→ Work to be completed:
Begin with the line containing "for outcome in" and copy every line after it to the end of the entries, exactly, leaving out the lines before it.

---------- Recorded data

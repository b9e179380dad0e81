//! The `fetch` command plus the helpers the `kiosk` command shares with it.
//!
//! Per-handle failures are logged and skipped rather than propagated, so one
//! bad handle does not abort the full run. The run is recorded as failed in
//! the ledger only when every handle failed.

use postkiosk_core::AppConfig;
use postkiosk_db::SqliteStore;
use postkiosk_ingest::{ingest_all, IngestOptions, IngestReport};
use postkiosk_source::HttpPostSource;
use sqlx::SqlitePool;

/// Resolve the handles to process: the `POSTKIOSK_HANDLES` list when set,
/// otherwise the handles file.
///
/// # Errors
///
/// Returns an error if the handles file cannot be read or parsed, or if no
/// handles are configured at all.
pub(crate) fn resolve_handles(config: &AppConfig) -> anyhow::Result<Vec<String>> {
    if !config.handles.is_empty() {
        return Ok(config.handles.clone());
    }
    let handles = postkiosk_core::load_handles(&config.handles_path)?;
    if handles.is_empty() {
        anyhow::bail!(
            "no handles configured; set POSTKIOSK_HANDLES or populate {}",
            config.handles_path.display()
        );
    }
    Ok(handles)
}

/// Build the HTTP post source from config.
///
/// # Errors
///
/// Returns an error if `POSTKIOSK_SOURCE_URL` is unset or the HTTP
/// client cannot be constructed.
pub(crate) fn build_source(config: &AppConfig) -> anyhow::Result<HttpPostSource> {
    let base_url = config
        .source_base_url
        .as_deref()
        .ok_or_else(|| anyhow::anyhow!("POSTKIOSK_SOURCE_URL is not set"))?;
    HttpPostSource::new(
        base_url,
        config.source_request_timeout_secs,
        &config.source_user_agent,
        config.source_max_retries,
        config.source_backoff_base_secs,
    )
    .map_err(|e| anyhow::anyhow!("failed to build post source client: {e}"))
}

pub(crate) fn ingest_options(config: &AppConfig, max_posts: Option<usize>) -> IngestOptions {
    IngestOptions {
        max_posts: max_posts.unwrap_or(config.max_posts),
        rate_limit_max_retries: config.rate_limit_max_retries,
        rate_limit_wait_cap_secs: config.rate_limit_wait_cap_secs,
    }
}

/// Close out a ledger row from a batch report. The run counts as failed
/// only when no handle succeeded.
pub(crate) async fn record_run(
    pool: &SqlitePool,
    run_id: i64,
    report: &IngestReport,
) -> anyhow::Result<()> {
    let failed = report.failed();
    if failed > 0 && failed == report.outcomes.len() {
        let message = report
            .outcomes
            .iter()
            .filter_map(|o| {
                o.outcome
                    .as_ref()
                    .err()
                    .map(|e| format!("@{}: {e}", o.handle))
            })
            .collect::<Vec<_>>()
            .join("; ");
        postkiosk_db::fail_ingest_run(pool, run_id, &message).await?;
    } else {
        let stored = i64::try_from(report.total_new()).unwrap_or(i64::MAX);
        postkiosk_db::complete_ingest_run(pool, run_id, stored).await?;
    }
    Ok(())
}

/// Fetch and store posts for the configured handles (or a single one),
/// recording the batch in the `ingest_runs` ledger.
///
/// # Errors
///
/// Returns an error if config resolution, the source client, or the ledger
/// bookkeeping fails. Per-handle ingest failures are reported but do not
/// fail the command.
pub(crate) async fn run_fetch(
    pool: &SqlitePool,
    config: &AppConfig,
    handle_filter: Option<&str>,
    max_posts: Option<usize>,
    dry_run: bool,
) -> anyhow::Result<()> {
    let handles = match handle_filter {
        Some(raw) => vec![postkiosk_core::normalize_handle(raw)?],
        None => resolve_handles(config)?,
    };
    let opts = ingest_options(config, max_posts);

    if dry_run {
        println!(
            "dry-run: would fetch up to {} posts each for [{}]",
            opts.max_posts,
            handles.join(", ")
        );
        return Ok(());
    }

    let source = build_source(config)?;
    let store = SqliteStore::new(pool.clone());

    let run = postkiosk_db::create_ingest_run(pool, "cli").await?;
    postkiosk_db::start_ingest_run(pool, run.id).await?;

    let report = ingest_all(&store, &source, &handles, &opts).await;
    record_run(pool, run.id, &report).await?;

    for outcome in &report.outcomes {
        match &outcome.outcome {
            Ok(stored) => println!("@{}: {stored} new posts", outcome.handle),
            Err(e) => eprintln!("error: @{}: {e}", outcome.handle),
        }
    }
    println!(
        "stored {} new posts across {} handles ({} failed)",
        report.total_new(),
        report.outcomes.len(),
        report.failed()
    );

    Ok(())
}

--------------------

→ Response to this exercise:
    for outcome in &report.outcomes {
        match &outcome.outcome {
            Ok(stored) => println!("@{}: {stored} new posts", outcome.handle),
            Err(e) => eprintln!("error: @{}: {e}", outcome.handle),
        }
    }
    println!(
        "stored {} new posts across {} handles ({} failed)",
        report.total_new(),
        report.outcomes.len(),
        report.failed()
    );

    Ok(())
}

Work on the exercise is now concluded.